Blutdruck, Hüftumfang, Speichelproben: In einer Biobank lagern wertvolle genetische Daten. Nun macht die UK Biobank sie erstmals zugänglich – und pusht Schweizer Forschende zum Aufbau einer eigenen.

Der Brite Timothy Frayling ist Professor für Humangenetik, früher in Exeter, England, seit kurzem an der Uni Genf. Noch nie, sagt der 51-Jährige, sei er so aufgeregt gewesen wie in diesen Tagen: «Das ist ein gewaltiger Sprung, um zu verstehen, wie unsere Gene das Leben und die Gesundheit beeinflussen.»
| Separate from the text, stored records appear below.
use std::path::PathBuf;

use clap::Parser;
use color_eyre::{eyre::eyre, Result};
use tracing::{info, warn, Level};
use tracing_subscriber::FmtSubscriber;

use padwatch::config::{default_config_path, AppConfig, PollMode};
use padwatch::controller::{ControllerHandle, ControllerSettings};
use padwatch::platform::gilrs_backend::GilrsBackend;
use padwatch::platform::simulated::SimulatedBackend;

#[derive(Parser, Debug)]
#[command(name = "padwatch")]
#[command(version)]
#[command(about = "Watch connected gamepads, report button edges and drive rumble motors")]
struct Cli {
    /// Config file (created with defaults if missing)
    #[arg(long, env = "PADWATCH_CONFIG")]
    config: Option<PathBuf>,

    /// Override the poll mode from the config file
    #[arg(long, value_enum)]
    mode: Option<PollMode>,

    /// Use a simulated gamepad instead of real hardware
    #[arg(long)]
    simulate: bool,

    /// Verbose logging (-v debug, -vv trace)
    #[arg(short, long, action = clap::ArgAction::Count)]
    verbose: u8,
}

#[tokio::main]
async fn main() -> Result<()> {
    let cli = Cli::parse();
    setup()?;

    let config_path = cli.config.clone().unwrap_or_else(default_config_path);
    let created = AppConfig::ensure_default_config(&config_path)
        .await
        .map_err(|e| eyre!("Failed to prepare config: {}", e))?;
    let mut config = AppConfig::load(&config_path)
        .await
        .map_err(|e| eyre!("Failed to load config: {}", e))?;
    if let Some(mode) = cli.mode {
        config.poll.mode = mode;
    }

    let level = match cli.verbose {
        0 => config.logging.level()?,
        1 => Level::DEBUG,
        _ => Level::TRACE,
    };
    setup_logging_env(level);

    info!("padwatch {} starting", env!("CARGO_PKG_VERSION"));
    if created {
        info!("Wrote default config to {}", config_path.display());
    } else {
        info!("Using config {}", config_path.display());
    }

    let settings = ControllerSettings::from(&config);

    let (handle, demo) = if cli.simulate {
        warn!("Running with a simulated gamepad");
        let backend = SimulatedBackend::new();
        let factory_backend = backend.clone();
        let handle = ControllerHandle::spawn(Some(settings), move || Ok(factory_backend))
            .await
            .map_err(|e| eyre!("Failed to spawn controller: {}", e))?;
        let demo = backend.spawn_demo(handle.cancellation_token());
        (handle, Some(demo))
    } else {
        let handle = ControllerHandle::spawn(Some(settings), GilrsBackend::new)
            .await
            .map_err(|e| eyre!("Failed to spawn controller: {}", e))?;
        (handle, None)
    };

    info!("Press Ctrl-C to stop");
    tokio::signal::ctrl_c()
        .await
        .map_err(|e| eyre!("Failed to listen for Ctrl-C: {}", e))?;
    info!("Shutdown requested");

    let stats = handle
        .shutdown()
        .await
        .map_err(|e| eyre!("Controller shutdown failed: {}", e))?;
    if let Some(demo) = demo {
        demo.await
            .map_err(|e| eyre!("Simulated gamepad task failed: {}", e))?;
    }

    info!(
        "{} ticks, {} readings, {} edges, {} vibration writes ({} failed), avg tick {:.3} ms",
        stats.ticks,
        stats.readings,
        stats.edges,
        stats.vibration_writes,
        stats.failed_writes,
        stats.average_tick().as_secs_f64() * 1000.0
    );
    info!("Exiting...");
    Ok(())
}

fn setup() -> Result<()> {
    if std::env::var("RUST_LIB_BACKTRACE").is_err() {
        std::env::set_var("RUST_LIB_BACKTRACE", "0")
    }
    color_eyre::install()?;
    Ok(())
}

fn setup_logging_env(level: Level) {
    FmtSubscriber::builder()
        .with_max_level(level)
        .with_target(false)
        .with_thread_ids(true)
        .compact()
        .init();
}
Grund für die Begeisterung ist der jüngste Coup der UK Biobank: Die renommierte Institution mit Sitz in Stockport im Nordwesten Englands macht die vollständigen genetischen Daten ihrer 500'000 freiwilligen Teilnehmenden zugänglich – für Forschende weltweit.

Früher habe er mit Schnappschüssen aus dem menschlichen Genom geforscht. Jetzt hingegen sei die komplette DNA-Sequenz verfügbar, «von jeder einzelnen Versuchsperson der Biobank-Kohorte!»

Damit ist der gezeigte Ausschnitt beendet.